Saved data entries
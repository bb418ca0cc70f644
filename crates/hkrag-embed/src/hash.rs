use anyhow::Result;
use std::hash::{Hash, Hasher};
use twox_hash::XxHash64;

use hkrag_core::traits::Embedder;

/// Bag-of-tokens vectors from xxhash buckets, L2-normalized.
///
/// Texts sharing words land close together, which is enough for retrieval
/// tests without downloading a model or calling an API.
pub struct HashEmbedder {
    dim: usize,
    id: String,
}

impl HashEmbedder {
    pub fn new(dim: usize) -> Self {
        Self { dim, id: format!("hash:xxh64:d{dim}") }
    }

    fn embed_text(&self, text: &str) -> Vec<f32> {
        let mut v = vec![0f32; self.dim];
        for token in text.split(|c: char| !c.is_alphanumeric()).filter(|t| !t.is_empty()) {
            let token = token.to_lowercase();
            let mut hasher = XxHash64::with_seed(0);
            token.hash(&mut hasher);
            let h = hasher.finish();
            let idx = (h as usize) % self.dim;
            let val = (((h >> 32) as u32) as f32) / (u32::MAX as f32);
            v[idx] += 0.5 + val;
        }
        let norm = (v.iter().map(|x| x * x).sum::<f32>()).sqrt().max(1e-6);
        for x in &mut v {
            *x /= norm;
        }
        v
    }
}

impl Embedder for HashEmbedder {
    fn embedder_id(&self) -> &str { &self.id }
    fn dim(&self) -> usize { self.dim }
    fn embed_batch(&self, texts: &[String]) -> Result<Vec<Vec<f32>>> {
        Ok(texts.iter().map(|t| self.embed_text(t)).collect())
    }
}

To do. Repeat, word for word, every line from the line that contains "fn dim(&self) ->" to the end of the entries; include both of those lines and no others.

Written solution.
    fn dim(&self) -> usize { self.dim }
    fn embed_batch(&self, texts: &[String]) -> Result<Vec<Vec<f32>>> {
        Ok(texts.iter().map(|t| self.embed_text(t)).collect())
    }
}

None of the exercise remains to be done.